Top U.S. research agencies confirmed Thursday that 2020 rivaled 2016 for the warmest year on record. Modern records go back 140 years.
NASA data shows 2020 matched 2016 for the warmest recorded year, while the National Oceanic and Atmospheric Administration (NOAA) found 2020 just barely missed tying 2016, and finished a close second (by just 0.04°F).
But crucially, the numbers underscore that Earth’s relentless warming trend continues unabated. As heat-trapping carbon levels rise in the atmosphere, every year since 1977 has been warmer than average and the years are growing increasingly hot.
“The warming of the earth is unequivocal,” said Alan Hamlet, an associate professor of civil and environmental engineering and earth sciences at the University of Notre Dame. Hamlet had no role in either the NASA or NOAA report.

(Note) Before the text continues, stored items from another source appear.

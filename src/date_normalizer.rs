use anyhow::Context;
use chrono::{NaiveDate, NaiveDateTime, TimeZone};
use chrono_tz::Tz;
use log::warn;
use regex::Regex;

use crate::cell_classifier::EMPTY_SENTINEL;
use crate::text_patterns::{TokenCategory, TokenPatterns};

/// Day name plus zero-padded `dd/mm/yyyy` pulled out of a day-label cell.
#[derive(Debug, Clone, PartialEq, Eq)]
pub struct DateParts {
    pub day_name: String,
    pub date: String,
}

/// Turns the page's relative date labels and clock tokens into absolute
/// values. The page never prints a year, so the target year is supplied by
/// the caller; the timezone pair is optional and disables conversion when
/// unset.
pub struct DateNormalizer {
    year: i32,
    conversion: Option<(Tz, Tz)>,
    date_label: Regex,
    patterns: TokenPatterns,
}

impl DateNormalizer {
    pub fn new(year: i32, conversion: Option<(Tz, Tz)>) -> anyhow::Result<Self> {
        // The label spans render without whitespace between them ("MonJan 5"),
        // so the separators are optional.
        let date_label = Regex::new(
            r"(?i)\b(Mon|Tue|Wed|Thu|Fri|Sat|Sun)\s*(Jan|Feb|Mar|Apr|May|Jun|Jul|Aug|Sep|Oct|Nov|Dec)\s*(\d{1,2})\b",
        )
        .context("invalid date label pattern")?;
        Ok(Self {
            year,
            conversion,
            date_label,
            patterns: TokenPatterns::new()?,
        })
    }

    /// `<Weekday> <Month-abbrev> <day-number>` anywhere in the label text,
    /// resolved against the configured year. `None` when the pattern is
    /// missing or the day is out of range for that month — callers keep
    /// whatever date they already had.
    pub fn extract_date_parts(&self, label: &str) -> Option<DateParts> {
        let caps = self.date_label.captures(label)?;
        let day_name = title_case(caps.get(1)?.as_str());
        let month = month_number(caps.get(2)?.as_str())?;
        let day: u32 = caps.get(3)?.as_str().parse().ok()?;
        let date = NaiveDate::from_ymd_opt(self.year, month, day)?;
        Some(DateParts {
            day_name,
            date: date.format("%d/%m/%Y").to_string(),
        })
    }

    /// Rebase a clock time from the source zone to the target zone and
    /// format it 24-hour. Everything that is not a clock token ("All Day",
    /// "Tentative", "Day 2", ordinal ranges) passes through verbatim, as
    /// does everything when no zone pair is configured. A token that looks
    /// like a clock time but will not parse logs a warning and passes
    /// through — one bad cell must not abort the run.
    pub fn convert_time(&self, date: &str, time: &str) -> String {
        let Some((source, target)) = self.conversion else {
            return time.to_string();
        };
        if time.is_empty() || time == EMPTY_SENTINEL {
            return time.to_string();
        }
        match self.patterns.categorize(time) {
            Some(m) if m.category == TokenCategory::ClockTime => {}
            _ => return time.to_string(),
        }
        match rebase_clock(date, time, source, target) {
            Some(converted) => converted,
            None => {
                warn!("could not convert time {time:?} on {date:?}; keeping the source value");
                time.to_string()
            }
        }
    }
}

fn rebase_clock(date: &str, time: &str, source: Tz, target: Tz) -> Option<String> {
    let stamp = format!("{date} {time}");
    let naive = NaiveDateTime::parse_from_str(&stamp, "%d/%m/%Y %I:%M%p")
        .ok()
        .or_else(|| NaiveDateTime::parse_from_str(&stamp, "%d/%m/%Y %I:%M %p").ok())?;
    // DST gaps/overlaps: prefer the earliest valid interpretation.
    let localized = source
        .from_local_datetime(&naive)
        .earliest()
        .or_else(|| source.from_local_datetime(&naive).latest())?;
    Some(localized.with_timezone(&target).format("%H:%M").to_string())
}

pub(crate) fn month_number(abbrev: &str) -> Option<u32> {
    let month = match abbrev.to_lowercase().as_str() {
        "jan" => 1,
        "feb" => 2,
        "mar" => 3,
        "apr" => 4,
        "may" => 5,
        "jun" => 6,
        "jul" => 7,
        "aug" => 8,
        "sep" => 9,
        "oct" => 10,
        "nov" => 11,
        "dec" => 12,
        _ => return None,
    };
    Some(month)
}

fn title_case(token: &str) -> String {
    let mut chars = token.chars();
    match chars.next() {
        Some(first) => first.to_uppercase().collect::<String>() + &chars.as_str().to_lowercase(),
        None => String::new(),
    }
}

#[derive(Debug)]
pub struct MissingTableError;

impl std::fmt::Display for MissingTableError {
    fn fmt(&self, f: &mut std::fmt::Formatter<'_>) -> std::fmt::Result {
        write!(f, "The page has no calendar table to scrape!")
    }
}

impl std::error::Error for MissingTableError {}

Having 43 straight years (since 1977) of anomalously warm years wouldn’t happen unless the planet was warming dramatically, emphasized Hamlet, who spoke with Mashable before that number officially became 44 years on Thursday. The statistical chances of such a remarkable, over four-decade trend simply happening by chance (in a stable climate that wasn’t continually warming) are about one in nine trillion, he added.
NASA and NOAA’s modern surface temperature records go back well over a century, to 1880. Recent years have been particularly warm:
2020 was the hottest year in the global temperature record, going back 140 years. 2020 statistically tied with the previous record holder, 2016 – a year when El Niño, a cyclical climate pattern, gave temperatures an above average boost. pic.twitter.com/Ght03Sl2VQ
— NASA GISS (@NASAGISS) January 14, 2021
What’s especially remarkable about 2020’s warm global temperature is it occurred amid a natural weather pattern called La Niña, when a large swathe of the surface waters in the Pacific Ocean cool down. This has an overall planetary cooling effect. But human-caused warming overwhelmed this cooling.
“[2020’s warming] is really bad news considering that 2020 was a La Niña year,” said Torbjörn Törnqvist, a professor of geology at Tulane University who researches past climates and sea level rise. Törnqvist had no involvement with either the NASA or NOAA report.
Usually, record or near-record global records are set during strong El Niño years, when a large patch of the Pacific Ocean warms, like in 2016. But not so in 2020. “It suggests that the rate of warming is ramping up,” said Törnqvist.
Earth’s warming trend can’t be flipped off like a switch. That’s because each year, in our fossil-fuel dominated civilization, tremendous carbon emissions are emitted into the atmosphere, adding to an already big “pile” of atmospheric carbon. UN scientists, however, urge global society to ambitiously slash emissions in the next decade and beyond to stabilize global temperatures sometime later this century, perhaps at some 2 degrees Celsius (or 3.6 degrees Fahrenheit) above temperatures in the 19th century. This would take unprecedented, though necessary, efforts.
As the planet warms in the coming decades, more records will be set. Impacts, like rising sea levels, will continue apace. Sea levels have since the late 1800s, but are expected to accelerate their rise as the enormous ice sheets on Greenland and Antarctica dump water into the oceans. This could redraw coastal maps all over the globe.
“We’re looking at a persistent thing,” said Törnqvist, noting the last time sea levels continually rose like today was when the last of the great Ice Age glaciers melted into the oceans over 7,000 years ago. “The rate will continue to go up in the future, that’s something we’re confident about.”
The good news is we know how to slash carbon emissions. We know, for example, this necessitates the mass electrification of vehicles and transitioning to carbon-free power generation. “There’s a lot we can do to prevent catastrophic outcomes on a global scale,” emphasized Törnqvist.
Many warming impacts might not be at the forefront of everyone’s mind, like the worst pandemic in a century might be. But the consequences of largely unchecked warming loom large, and will likely be extreme.
“COVID is like the house on fire — immediate action is essential,” said Sarah Green, an environmental chemist at Michigan Technological University who had no role in the climate reports. “The climate crisis is like a forest fire raging a mile away. It can’t be ignored, and long range planning is needed to mitigate the problem over the long term.”
2020 is not going to be the last year to either break records or nearly break records, said Notre Dame’s Hamlet. The warming will continue. “It won’t stop,” he said.